A second set of experiments was aimed at understanding if the mixotrophy model proposed is able to correctly describe microalgal growth, and it can therefore be applied to design real cultivation systems for wastewater treatment. In particular, three conditions (autotrophic, heterotrophic and mixotrophic growth) were studied under gas limitation (no bubbling), to assess the hypothesis that the ratio of CO2/O2 produced or consumed by hetero/autotrophic rates can play a role in the regulation of the two metabolic pathways. The absence of an external bubbling will certainly result in gas limitation, so that it is possible to evaluate the effect of oxygen and carbon dioxide production/consumption on the mass balance of the system itself. In fact, as the Monod terms of CO2 and O2 are present in the auto- and heterotrophic kinetic equations, and the overall growth results from the sum of the two rates, if one of the two gases is limiting in the medium, it will limit the corresponding rate consequently. This aspect may be seminal in the case of application of microalgae and bacteria to wastewater treatment, showing that the gas mass transfer is an operating variable that may strongly influence the photosynthetic pathways of microalgae, and consequently, the net oxygen production [25].

As shown in Fig. 5B, the simulations reproduced satisfactorily the experimental biomass concentration profiles over time for all the three metabolisms, confirming the validity of the approach proposed as well as that of the measured parameters values.

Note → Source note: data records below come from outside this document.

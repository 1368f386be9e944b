//! Toy general-circulation model on a sphere.
//!
//! Temperature and horizontal wind live on a Fibonacci-sampled set of points.
//! Every timestep the fields are refitted with a spherical smoothing spline,
//! whose analytic derivatives drive radiative forcing, a wind update and
//! temperature advection. Each epoch is projected onto a regular
//! latitude/longitude grid for output.

pub mod geometry;
pub mod interpolation;
pub mod atmosphere;
pub mod simulation;
pub mod export;

pub use geometry::{SpherePoint, fibonacci_sphere};
pub use interpolation::{EvalMode, FitError, FittedField, SplineSystem};
pub use atmosphere::{AtmosphereState, ModelConfig, PlanetConstants, RegularGrid, SimulationConfig};
pub use simulation::{Simulation, SimulationError, Snapshot, run_simulation};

Eventually, the simulated concentration profiles of oxygen and carbon dioxide in the liquid under mixotrophic conditions are reported in Fig. 6, together with the ratio between heterotrophic and autotrophic growth rates. It appears that the latter approximately follows the same trend of the gas availability, with the heterotrophic contribution being more relevant at lower CO2 concentrations, and then decreasing when O2 concentration drops and CO2 increases. It suggests that O2 and CO2 concentrations are indeed strongly relevant for the regulation of the two metabolic pathways from a mass balance point of view. Certainly, the physiological regulation of mixotrophic pathways is more complex than a simple gas mass balance, but the simulation reported in this work suggests that the mass transfer of the cultivation system may play a role itself in the regulation of algal metabolism. This is corroborated by other experimental reports, where a reduction of organic carbon mixotrophic exploitation was observed under CO2 bubbling [40] as well as under high light intensity [14, 22]. In this scenario, the gas exchange and mass balance of O2 and CO2 may itself play a role in the regulation of the metabolism, a fact that should be carefully accounted for when cultivating microalgae under mixotrophic conditions.

Fig. 6
figure 6

Continuous lines represent oxygen (light gray) and carbon dioxide (black) concentration profiles in the liquid; dashed line represents the ratio between heterotrophic and autotrophic growth rates

Conclusions

In this work, respirometry was proposed as a tool to develop a method to quickly measure nutrients half-saturation constants of C. protothecoides, under autotrophic, heterotrophic and mixotrophic conditions. The proposed protocol was first verified in autotrophic conditions, demonstrating that the value of kinetic parameters measured for nitrogen and light intensity is comparable to those obtained by conventional batch growth experiments. The protocol was then applied to assess heterotrophic and mixotrophic parameters based on acetate, analyzing the dependence on oxygen, organic carbon, as well as nitrogen and phosphorus concentration. Half-saturation constants of N and P were found not to be influenced by the carbon source and the corresponding metabolism. Eventually, mixotrophic growth was modeled as the combination of autotrophic and heterotrophic reactions. Using the measured kinetic parameters, the model was implemented in AQUASIM and validated by comparing the simulation outputs with independent experimental batch growth curves, obtained with different external conditions. The results proved the reliability of the proposed respirometric protocol to derive kinetic parameters for nutrients.